INSTRUCTIONS FOR THE TASK - All lines of the entries with "Repository" in them must be listed.

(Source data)
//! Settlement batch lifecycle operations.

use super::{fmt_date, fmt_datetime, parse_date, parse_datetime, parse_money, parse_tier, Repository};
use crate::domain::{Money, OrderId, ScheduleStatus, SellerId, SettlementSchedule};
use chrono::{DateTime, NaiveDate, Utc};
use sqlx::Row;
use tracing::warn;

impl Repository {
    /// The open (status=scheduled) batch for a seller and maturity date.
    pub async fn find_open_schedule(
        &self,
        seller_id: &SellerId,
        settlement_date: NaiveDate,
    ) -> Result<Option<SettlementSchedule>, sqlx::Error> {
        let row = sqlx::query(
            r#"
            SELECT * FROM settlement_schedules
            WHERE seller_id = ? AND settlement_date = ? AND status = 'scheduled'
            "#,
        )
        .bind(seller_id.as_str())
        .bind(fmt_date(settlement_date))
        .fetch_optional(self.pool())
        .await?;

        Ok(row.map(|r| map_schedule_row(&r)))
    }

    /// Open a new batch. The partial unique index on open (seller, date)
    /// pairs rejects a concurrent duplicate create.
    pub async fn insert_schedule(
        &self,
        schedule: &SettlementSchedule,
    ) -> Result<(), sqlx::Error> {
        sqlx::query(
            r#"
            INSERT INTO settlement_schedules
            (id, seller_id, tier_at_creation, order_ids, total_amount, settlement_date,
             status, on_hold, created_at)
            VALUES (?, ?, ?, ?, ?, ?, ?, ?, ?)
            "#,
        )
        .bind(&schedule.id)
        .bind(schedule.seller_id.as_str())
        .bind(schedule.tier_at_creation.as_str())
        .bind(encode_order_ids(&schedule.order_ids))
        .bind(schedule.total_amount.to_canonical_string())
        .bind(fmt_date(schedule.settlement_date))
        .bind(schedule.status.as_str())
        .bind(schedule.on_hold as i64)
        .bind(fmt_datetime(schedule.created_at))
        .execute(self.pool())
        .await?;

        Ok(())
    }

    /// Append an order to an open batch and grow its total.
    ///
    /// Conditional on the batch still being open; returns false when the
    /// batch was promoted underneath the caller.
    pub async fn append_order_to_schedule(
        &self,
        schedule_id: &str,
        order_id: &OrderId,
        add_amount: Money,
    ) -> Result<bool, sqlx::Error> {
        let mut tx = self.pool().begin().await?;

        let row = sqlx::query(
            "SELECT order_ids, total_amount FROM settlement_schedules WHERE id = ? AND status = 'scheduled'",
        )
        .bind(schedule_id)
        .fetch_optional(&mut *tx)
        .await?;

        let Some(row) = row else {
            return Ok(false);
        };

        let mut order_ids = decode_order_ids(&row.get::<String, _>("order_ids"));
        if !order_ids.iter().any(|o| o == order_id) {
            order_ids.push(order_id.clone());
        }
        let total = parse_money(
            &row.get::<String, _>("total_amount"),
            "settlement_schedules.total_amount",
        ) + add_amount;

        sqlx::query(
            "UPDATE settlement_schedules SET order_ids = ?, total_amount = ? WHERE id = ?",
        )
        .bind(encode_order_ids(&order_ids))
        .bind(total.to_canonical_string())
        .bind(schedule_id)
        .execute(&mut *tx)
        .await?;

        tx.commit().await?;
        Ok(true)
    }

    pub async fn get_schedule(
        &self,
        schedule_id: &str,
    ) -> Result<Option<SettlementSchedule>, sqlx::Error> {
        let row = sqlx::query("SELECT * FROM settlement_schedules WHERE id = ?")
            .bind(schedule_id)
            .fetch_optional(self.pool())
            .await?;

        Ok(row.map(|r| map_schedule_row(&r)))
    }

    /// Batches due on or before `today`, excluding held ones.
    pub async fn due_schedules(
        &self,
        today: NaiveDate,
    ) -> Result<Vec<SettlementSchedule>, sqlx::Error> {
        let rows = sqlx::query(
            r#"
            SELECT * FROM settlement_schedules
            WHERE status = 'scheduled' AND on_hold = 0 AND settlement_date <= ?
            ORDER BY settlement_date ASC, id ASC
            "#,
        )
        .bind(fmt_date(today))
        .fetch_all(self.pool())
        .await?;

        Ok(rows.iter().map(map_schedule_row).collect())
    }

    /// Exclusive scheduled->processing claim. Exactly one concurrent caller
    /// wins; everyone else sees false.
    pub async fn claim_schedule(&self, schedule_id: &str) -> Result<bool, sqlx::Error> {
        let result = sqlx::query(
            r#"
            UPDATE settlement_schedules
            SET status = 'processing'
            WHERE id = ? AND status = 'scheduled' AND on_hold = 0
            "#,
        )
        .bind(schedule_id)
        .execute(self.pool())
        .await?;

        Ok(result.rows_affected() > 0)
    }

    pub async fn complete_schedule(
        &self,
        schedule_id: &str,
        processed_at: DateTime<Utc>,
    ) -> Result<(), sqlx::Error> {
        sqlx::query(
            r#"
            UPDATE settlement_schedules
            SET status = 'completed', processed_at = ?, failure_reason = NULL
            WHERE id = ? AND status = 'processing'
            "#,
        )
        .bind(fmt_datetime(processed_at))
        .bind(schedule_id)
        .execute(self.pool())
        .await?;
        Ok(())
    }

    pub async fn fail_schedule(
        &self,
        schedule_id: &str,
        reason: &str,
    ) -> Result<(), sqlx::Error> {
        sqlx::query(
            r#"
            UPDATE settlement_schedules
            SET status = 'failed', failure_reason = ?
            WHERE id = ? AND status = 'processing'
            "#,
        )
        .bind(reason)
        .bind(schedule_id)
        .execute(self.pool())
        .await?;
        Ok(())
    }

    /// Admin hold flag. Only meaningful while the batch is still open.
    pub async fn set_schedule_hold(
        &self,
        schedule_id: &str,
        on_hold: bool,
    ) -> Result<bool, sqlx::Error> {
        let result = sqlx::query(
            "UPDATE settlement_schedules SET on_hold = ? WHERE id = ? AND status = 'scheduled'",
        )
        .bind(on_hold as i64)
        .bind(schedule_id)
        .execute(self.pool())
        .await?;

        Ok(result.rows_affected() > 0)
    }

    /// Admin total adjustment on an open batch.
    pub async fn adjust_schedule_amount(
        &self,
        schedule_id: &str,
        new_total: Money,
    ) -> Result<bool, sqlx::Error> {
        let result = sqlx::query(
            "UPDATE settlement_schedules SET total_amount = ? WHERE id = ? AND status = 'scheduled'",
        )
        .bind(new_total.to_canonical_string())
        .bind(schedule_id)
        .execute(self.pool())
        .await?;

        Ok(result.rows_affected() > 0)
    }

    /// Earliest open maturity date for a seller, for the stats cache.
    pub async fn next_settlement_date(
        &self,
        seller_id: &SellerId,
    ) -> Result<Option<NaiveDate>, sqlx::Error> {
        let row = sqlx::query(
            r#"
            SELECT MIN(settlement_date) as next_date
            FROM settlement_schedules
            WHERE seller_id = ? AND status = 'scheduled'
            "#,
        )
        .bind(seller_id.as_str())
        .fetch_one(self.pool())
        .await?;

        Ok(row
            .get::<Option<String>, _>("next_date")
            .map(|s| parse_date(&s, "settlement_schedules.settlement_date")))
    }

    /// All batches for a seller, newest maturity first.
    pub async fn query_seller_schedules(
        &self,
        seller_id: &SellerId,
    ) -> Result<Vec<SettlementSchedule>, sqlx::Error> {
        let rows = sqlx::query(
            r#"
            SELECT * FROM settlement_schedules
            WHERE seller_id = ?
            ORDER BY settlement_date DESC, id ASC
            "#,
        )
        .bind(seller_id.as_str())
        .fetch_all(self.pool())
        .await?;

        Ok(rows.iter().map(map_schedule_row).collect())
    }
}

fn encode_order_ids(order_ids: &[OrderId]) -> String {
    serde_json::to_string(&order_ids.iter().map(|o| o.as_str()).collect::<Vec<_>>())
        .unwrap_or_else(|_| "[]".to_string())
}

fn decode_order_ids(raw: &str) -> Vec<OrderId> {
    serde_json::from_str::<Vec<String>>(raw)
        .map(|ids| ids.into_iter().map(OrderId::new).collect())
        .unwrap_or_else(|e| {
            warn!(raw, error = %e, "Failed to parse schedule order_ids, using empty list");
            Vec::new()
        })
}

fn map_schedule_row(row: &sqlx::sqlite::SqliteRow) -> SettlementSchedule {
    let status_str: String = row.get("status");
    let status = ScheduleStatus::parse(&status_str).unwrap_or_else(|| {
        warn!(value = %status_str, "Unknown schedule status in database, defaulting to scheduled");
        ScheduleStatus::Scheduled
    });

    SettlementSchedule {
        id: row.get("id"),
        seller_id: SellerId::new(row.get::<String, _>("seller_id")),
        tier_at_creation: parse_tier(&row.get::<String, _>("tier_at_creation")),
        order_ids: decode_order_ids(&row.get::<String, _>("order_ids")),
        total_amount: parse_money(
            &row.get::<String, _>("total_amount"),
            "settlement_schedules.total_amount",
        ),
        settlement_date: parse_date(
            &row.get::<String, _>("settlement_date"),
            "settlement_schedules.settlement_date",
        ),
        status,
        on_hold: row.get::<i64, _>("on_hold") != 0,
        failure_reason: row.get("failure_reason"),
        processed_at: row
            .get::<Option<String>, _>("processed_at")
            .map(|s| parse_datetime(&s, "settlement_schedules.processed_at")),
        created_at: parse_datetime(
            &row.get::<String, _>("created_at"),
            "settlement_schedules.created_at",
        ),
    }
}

THE ANSWER -
use super::{fmt_date, fmt_datetime, parse_date, parse_datetime, parse_money, parse_tier, Repository};
impl Repository {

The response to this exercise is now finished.